My friends who lived in Islington’s Mountfort Crescent, told me that the shaded area at the pivotal point on this private drive concealed a medieval plague pit.
Barnsbury Park N1 contains a number of interesting architectural features, like the entrance porch in the first picture and the elegant doorway on the corner with Thornhill Road. You’d need upwards of £3,000,000 to buy a complete house in this area.
Belitha Villas is equally up-market.
Parliament Street SW1
leads to Parliament Square.
The Red Lion’s own website gives the following information: ‘The Red Lion stands on the site of a medieval tavern – known in 1434 as the Hopping Hall. The tavern passed through various hands and traded under many names in its early years, before it was bought by the Crown in 1531.
Centuries later, with the inn trading as The Red Lion, a young Charles Dickens became a regular visitor. Dickens’ noted that the pub’s landlady was a kind-hearted soul, whose attitude towards him was ‘admiring as well as compassionate’.
Standing so close to Downing Street and the Houses of Parliament, The Red Lion also became a popular haunt for British Prime Ministers. Indeed, the pub served every British Prime Minister up until Edward Heath in the 1970s – welcoming the likes of Sir Winston Churchill and Clement Atlee for a drink.
Situated between 10 Downing Street and the Houses of Parliament, the Red Lion is probably the best pub in the city for lovers of political history. There’s every chance you’ll catch a glimpse of some of our Government’s elite in the bar, too.’
‘This pub was established in around 1749 and rebuilt in 1899. ** It stands on the east side of Parliament Street, at the junction with Derby Gate (formerly Derby Street). The original pub is the one where 12-year old Charles Dickens asked for “a glass of your very best ale” – an incident immortalised in “David Copperfield”. The pulling-down of the old pub was widely regretted in the press, because of the Dickensian associations, and a bust of the author was placed above the second-floor bay window in the new building.’ (https://pubshistory.com/LondonPubs/WestminsterStMargaret/RedLion.shtml)
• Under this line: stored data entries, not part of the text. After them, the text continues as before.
//! Flow Fields
//!
//! Keeps a node's exposed fields in step with a result set whose shape
//! changes at runtime, without severing wiring made in the host graph.
//!
//! # Core Concepts
//!
//! - [`FieldRegistry`]: host-owned field set of one node
//! - [`Reconciler`]: diffs the registry against an [`AttributeMap`] and
//!   applies create / update / delete, preserving connected fields
//! - [`ChoiceList`]: ordered selector options built from records
//! - [`resolve_selection`]: keeps a still-valid selection across reloads
//! - [`SelectorField`]: per-node selector state (choices + selection)
//!
//! # Example
//!
//! ```rust,ignore
//! use flow_fields::{AttributeMap, NullSink, Reconciler};
//!
//! let reconciler = Reconciler::display("Asset").with_static(["entity_id"]);
//! let attributes = AttributeMap::new().with("code", "hero").with("sg_status", "ip");
//!
//! let report = reconciler.reconcile(&mut registry, &mut NullSink, &attributes)?;
//! println!("{} mutations", report.mutation_count());
//! ```

#![warn(unreachable_pub)]
#![allow(missing_docs)]

mod attribute;
mod choice;
mod error;
mod field;
mod reconcile;
mod registry;
mod selection;
mod selector;

pub use attribute::{AttributeMap, AttributeValue};
pub use choice::{
    build_choices, build_choices_with_hints, primary_label, strip_markers, Choice, ChoiceHint,
    ChoiceList, LabelMarker,
};
pub use error::{ReconcileError, RegistryError, SelectionError};
pub use field::{FieldDirection, FieldName, FieldSpec, ValueType};
pub use reconcile::{
    plan, FieldAction, FieldFailure, ReconcileMode, ReconcilePlan, ReconcileReport, Reconciler,
    ReconcilerOptions, DEFAULT_READ_ONLY,
};
pub use registry::{ChangeSink, FieldRegistry, NullSink};
pub use selection::{resolve_selection, Selection, Sentinel};
pub use selector::{SelectorField, SelectorState};

/// Version of this crate
pub const VERSION: &str = env!("CARGO_PKG_VERSION");
//! Flow Nodes
//!
//! Node adapters for a production-tracking REST service, built on
//! [`flow_fields`].
//!
//! # Core Concepts
//!
//! - [`Record`]: one decoded entity resource
//! - [`RecordSource`]: blocking access to the remote service
//! - [`ListNode`]: selector over assets, projects, tasks or users
//! - [`EntityInfoNode`]: exposes a record's attributes as outputs
//! - [`EntityEditNode`]: exposes a record's attributes as editable inputs
//! - [`TaskCreateNode`]: creates a task with a picked step and assignee
//! - [`UploadJob`]: staged media upload creating a version
//!
//! # Example
//!
//! ```rust,ignore
//! use flow_nodes::{EntityInfoNode, FlowConfig, InfoRequest};
//!
//! let config = FlowConfig::load(None)?;
//! let node = EntityInfoNode::new(config.shotgrid);
//! let outcome = node.refresh(&InfoRequest::detect(1234), &source, &mut registry, &mut sink)?;
//! println!("{} dynamic fields changed", outcome.report.mutation_count());
//! ```

#![warn(unreachable_pub)]
#![allow(missing_docs)]

mod config;
mod entity;
mod error;
mod file_path;
mod label;
mod node;
mod progress;
mod record;
mod source;
mod upload;

pub use config::{
    ConfigFile, FlowConfig, DEFAULT_SCRIPT_NAME, ENV_API_KEY, ENV_SCRIPT_NAME, ENV_URL,
};
pub use entity::{EntitySelector, EntityType, COMMON_FIELDS, DETECTION_ORDER};
pub use error::{ConfigError, NodeError, PathError, RecordError, SourceError, UploadError};
pub use file_path::{guess_content_type, resolve_file_input, FileInfo, FileLocation};
pub use label::{
    asset_label, assignee_label, is_template, listing_choices, project_label, step_label,
    task_label, user_label, ListFilter, ListingKind, TemplateFilter, ALL_TYPES,
};
pub use node::{
    entity_summary, task_payload, EntityEditNode, EntityInfoNode, InfoOutcome, InfoRequest,
    ListNode, TaskCreateNode, TaskRequest, DEFAULT_TASK_STATUS, EDIT_STATIC_FIELDS,
    HOST_CONTROL_FIELDS, INFO_INPUTS, INFO_OUTPUTS, TASK_OUTPUTS, TASK_STATUSES,
};
pub use progress::{NoProgress, ProgressSink, StageError, StagedRun};
pub use record::{parse_collection, parse_collection_value, parse_single, Record};
pub use source::{detect_entity_type, ListQuery, RecordSource};
pub use upload::{
    version_payload, UploadBackend, UploadJob, UploadOutcome, UploadRequest, UploadTicket,
    UPLOAD_STAGES,
};

/// Version of this crate
pub const VERSION: &str = env!("CARGO_PKG_VERSION");
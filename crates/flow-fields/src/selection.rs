//! Selection preservation across reloads
//!
//! After a choice list is rebuilt, [`resolve_selection`] decides which label
//! becomes active: the previous one when it is still offered, otherwise the
//! first choice, otherwise a [`Sentinel`]. The result is always either a
//! sentinel or a label of the new list.

use crate::choice::{strip_markers, LabelMarker};
use serde::{Deserialize, Serialize};
use std::fmt::{self, Display, Formatter};

/// Placeholder shown instead of a real choice
#[derive(Debug, Clone, PartialEq, Eq, Hash, Serialize, Deserialize)]
#[serde(tag = "sentinel", content = "kind", rename_all = "snake_case")]
pub enum Sentinel {
    /// Nothing loaded yet
    Unloaded,
    /// Last load returned no records (`kind` is a plural noun: "assets")
    Empty(String),
    /// Last load failed
    Failed(String),
}

impl Sentinel {
    /// Host-facing placeholder text
    #[must_use]
    pub fn label(&self) -> String {
        match self {
            Self::Unloaded => "Reload to see options".to_string(),
            Self::Empty(kind) => format!("No {kind} available"),
            Self::Failed(kind) => format!("Failed to load {kind}"),
        }
    }

    /// Recognize a placeholder text for the given kind
    #[must_use]
    pub fn recognize(raw: &str, kind: &str) -> Option<Self> {
        [
            Self::Unloaded,
            Self::Empty(kind.to_string()),
            Self::Failed(kind.to_string()),
        ]
        .into_iter()
        .find(|s| s.label() == raw)
    }
}

impl Display for Sentinel {
    fn fmt(&self, f: &mut Formatter<'_>) -> fmt::Result {
        f.write_str(&self.label())
    }
}

/// Active value of a selector field
#[derive(Debug, Clone, PartialEq, Eq, Hash, Serialize, Deserialize)]
#[serde(rename_all = "snake_case")]
pub enum Selection {
    /// A real choice label
    Label(String),
    /// A placeholder
    Sentinel(Sentinel),
}

impl Selection {
    /// Interpret a raw host value for a selector of `kind`
    ///
    /// Empty strings and placeholder texts become sentinels.
    #[must_use]
    pub fn parse(raw: &str, kind: &str) -> Self {
        if raw.is_empty() {
            return Self::Sentinel(Sentinel::Unloaded);
        }
        Sentinel::recognize(raw, kind).map_or_else(|| Self::Label(raw.to_string()), Self::Sentinel)
    }

    /// Label, if a real choice is selected
    #[inline]
    #[must_use]
    pub fn as_label(&self) -> Option<&str> {
        match self {
            Self::Label(label) => Some(label),
            Self::Sentinel(_) => None,
        }
    }

    /// Check for a placeholder
    #[inline]
    #[must_use]
    pub fn is_sentinel(&self) -> bool {
        matches!(self, Self::Sentinel(_))
    }

    /// Host-facing text
    #[must_use]
    pub fn display_text(&self) -> String {
        match self {
            Self::Label(label) => label.clone(),
            Self::Sentinel(sentinel) => sentinel.label(),
        }
    }
}

/// Pick the active label after a reload
///
/// - previous is a sentinel/empty → first new label, or `empty`
/// - previous equals a new label → that label
/// - previous with markers stripped equals a new label → that label
/// - both sides stripped are equal → that label
/// - otherwise → first new label, or `empty`
///
/// Each step takes the first match and runs only when the earlier steps
/// found nothing, so a marked label never loses to an unmarked namesake.
#[must_use]
pub fn resolve_selection(
    new_labels: &[String],
    previous: &Selection,
    markers: &[LabelMarker],
    empty: Sentinel,
) -> Selection {
    let fallback = || {
        new_labels
            .first()
            .map_or_else(|| Selection::Sentinel(empty.clone()), |l| Selection::Label(l.clone()))
    };

    let Some(previous) = previous.as_label().filter(|l| !l.is_empty()) else {
        return fallback();
    };

    let wanted = strip_markers(previous, markers);
    new_labels
        .iter()
        .find(|label| label.as_str() == previous)
        .or_else(|| new_labels.iter().find(|label| label.as_str() == wanted))
        .or_else(|| {
            new_labels
                .iter()
                .find(|label| strip_markers(label, markers) == wanted)
        })
        .map_or_else(fallback, |label| Selection::Label(label.clone()))
}
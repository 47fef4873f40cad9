//! Error types for field reconciliation
//!
//! Provides error handling for:
//! - Host registry operations (add/update/remove/connectivity)
//! - Reconciliation start-up (field listing)
//! - Selector picks

use crate::field::FieldName;

/// Host field registry rejected or failed an operation
#[derive(Debug, Clone, PartialEq, Eq, thiserror::Error)]
pub enum RegistryError {
    /// Field already registered
    #[error("field already exists: {0}")]
    AlreadyExists(FieldName),

    /// Field not registered
    #[error("field not found: {0}")]
    NotFound(FieldName),

    /// Host refused the operation
    #[error("host rejected {operation} on '{field}': {reason}")]
    Rejected {
        operation: &'static str,
        field: FieldName,
        reason: String,
    },

    /// Host (or its connection graph) is unreachable
    #[error("registry unavailable: {0}")]
    Unavailable(String),
}

impl RegistryError {
    /// Create rejection error
    pub fn rejected(
        operation: &'static str,
        field: impl Into<FieldName>,
        reason: impl Into<String>,
    ) -> Self {
        Self::Rejected {
            operation,
            field: field.into(),
            reason: reason.into(),
        }
    }
}

/// Reconciliation could not run at all
///
/// Per-field failures never surface here; they are collected in the
/// [`ReconcileReport`](crate::ReconcileReport).
#[derive(Debug, Clone, PartialEq, Eq, thiserror::Error)]
pub enum ReconcileError {
    /// Current field names could not be listed; nothing was changed
    #[error("could not list fields: {0}")]
    ListFields(#[source] RegistryError),
}

/// Errors when picking a selector choice
#[derive(Debug, Clone, PartialEq, Eq, thiserror::Error)]
pub enum SelectionError {
    /// Label is not among the current choices
    #[error("'{0}' is not one of the current choices")]
    UnknownLabel(String),

    /// Selector holds no data (sentinel shown)
    #[error("no choices loaded")]
    NoChoices,
}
Downing Street needs no introduction from me. Our Prime Minister resides at No 10, while the Chancellor of the Exchequer occupies No 11, next door.
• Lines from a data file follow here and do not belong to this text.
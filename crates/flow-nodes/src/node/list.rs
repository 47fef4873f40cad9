//! Selector node over one listing kind

use crate::error::NodeError;
use crate::label::{listing_choices, ListFilter, ListingKind};
use crate::record::Record;
use crate::source::{ListQuery, RecordSource};
use flow_fields::{ChangeSink, Choice, FieldName, Selection, SelectorField};

/// List node: loads records, offers them as choices, publishes the pick
#[derive(Debug, Clone)]
pub struct ListNode {
    kind: ListingKind,
    filter: ListFilter,
    parent: Option<(String, i64)>,
    selector: SelectorField<Record>,
}

impl ListNode {
    /// Create node with an unloaded selector named `selected_{kind}`
    #[must_use]
    pub fn new(kind: ListingKind) -> Self {
        let selector = SelectorField::new(format!("selected_{}", kind.singular()), kind.noun())
            .with_markers(kind.markers());
        Self {
            kind,
            filter: ListFilter::default(),
            parent: None,
            selector,
        }
    }

    /// With record filter
    #[must_use]
    pub fn with_filter(mut self, filter: ListFilter) -> Self {
        self.filter = filter;
        self
    }

    /// Only list records linked to a parent entity (tasks of an asset)
    #[must_use]
    pub fn with_parent(mut self, entity_type: impl Into<String>, id: i64) -> Self {
        self.parent = Some((entity_type.into(), id));
        self
    }

    /// Listing kind
    #[inline]
    #[must_use]
    pub fn kind(&self) -> ListingKind {
        self.kind
    }

    /// Selector state
    #[inline]
    #[must_use]
    pub fn selector(&self) -> &SelectorField<Record> {
        &self.selector
    }

    /// Output carrying the selected record id
    #[must_use]
    pub fn id_field(&self) -> FieldName {
        FieldName::from(format!("selected_{}_id", self.kind.singular()))
    }

    /// Output carrying the selected record as JSON
    #[must_use]
    pub fn data_field(&self) -> FieldName {
        FieldName::from(format!("selected_{}_data", self.kind.singular()))
    }

    /// Seed the previous selection from the host's stored value
    pub fn restore(&mut self, raw: &str) {
        self.selector.restore(raw);
    }

    fn query(&self) -> ListQuery {
        let mut query = ListQuery::new(self.kind.entity_type());
        if let Some((entity_type, id)) = &self.parent {
            query = query.with_filter(format!("entity.{entity_type}.id"), id.to_string());
        }
        query
    }

    /// Fetch, rebuild choices, re-resolve the selection, publish
    ///
    /// # Errors
    /// Returns the source error; the selector then shows the failure
    /// placeholder and holds no choices
    pub fn reload<S, K>(&mut self, source: &S, sink: &mut K) -> Result<&Selection, NodeError>
    where
        S: RecordSource + ?Sized,
        K: ChangeSink + ?Sized,
    {
        match source.list(&self.query()) {
            Ok(records) => {
                let choices = listing_choices(self.kind, &records, &self.filter);
                tracing::info!("retrieved {} {}, offering {}", records.len(), self.kind, choices.len());
                self.selector.load_succeeded(choices);
                self.publish(sink);
                Ok(self.selector.selection())
            }
            Err(err) => {
                tracing::error!("failed to load {}: {}", self.kind, err);
                self.selector.load_failed();
                self.publish(sink);
                Err(err.into())
            }
        }
    }

    /// User picks a label; publishes id and data of the picked record
    ///
    /// # Errors
    /// Returns error if the label is not a current choice
    pub fn select<K: ChangeSink + ?Sized>(
        &mut self,
        label: &str,
        sink: &mut K,
    ) -> Result<&Choice<Record>, NodeError> {
        self.selector.pick(label)?;
        self.publish(sink);
        self.selector
            .selected()
            .ok_or_else(|| NodeError::Selection(flow_fields::SelectionError::UnknownLabel(label.to_string())))
    }

    fn publish<K: ChangeSink + ?Sized>(&self, sink: &mut K) {
        self.selector.publish(sink);
        let (id, data) = self.selector.selected().map_or_else(
            || (String::new(), String::new()),
            |choice| (choice.payload.id.to_string(), choice.payload.to_json().to_string()),
        );
        sink.field_changed(&self.id_field(), &id);
        sink.field_changed(&self.data_field(), &data);
    }
}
Further along Whitehall ‘The Monument to the Women of World War II is a British national war memorial situated on Whitehall in London, to the north of the Cenotaph. It was sculpted by John W. Mills, unveiled by Queen Elizabeth II and dedicated by Baroness Boothroyd in July 2005.’ There is much more information about the creation of this memorial on https://en.wikipedia.org/wiki/Monument_to_the_Women_of_World_War_II
Around the corner in Whitehall Court we find the Royal Tank Regiment’s memorial bearing on the base their motto ‘From Mud, Through Blood, To The Green Fields Beyond’.
I am indebted to the post of Sura Ark on Flickr for the following information: ‘The Royal Tank Regiment Memorial Statue was unveiled by their Colonel In Chief, the Queen herself, on 13 June 2000. Created by sculptor George Henry Paulin it features the five crew members of a Comet tank, the model introduced towards the end of World War II and which saw service right through until 1958. The Regiment itself was formed in 1917 – this fact is acknowledged in a small plaque that sits at the base of the statue depicting the Mark V tank which was used on the battlefields of Flers, the Somme. Amiens and elsewhere.’
This evening the three of us dined on Jackie’s excellent cottage pie; crunchy carrots, cauliflower and broccoli; and fresh runner beans. Jackie drank Hoegaarden and Elizabeth and I enjoyed Camiono del Angel Cabernet Sauvignon 2016.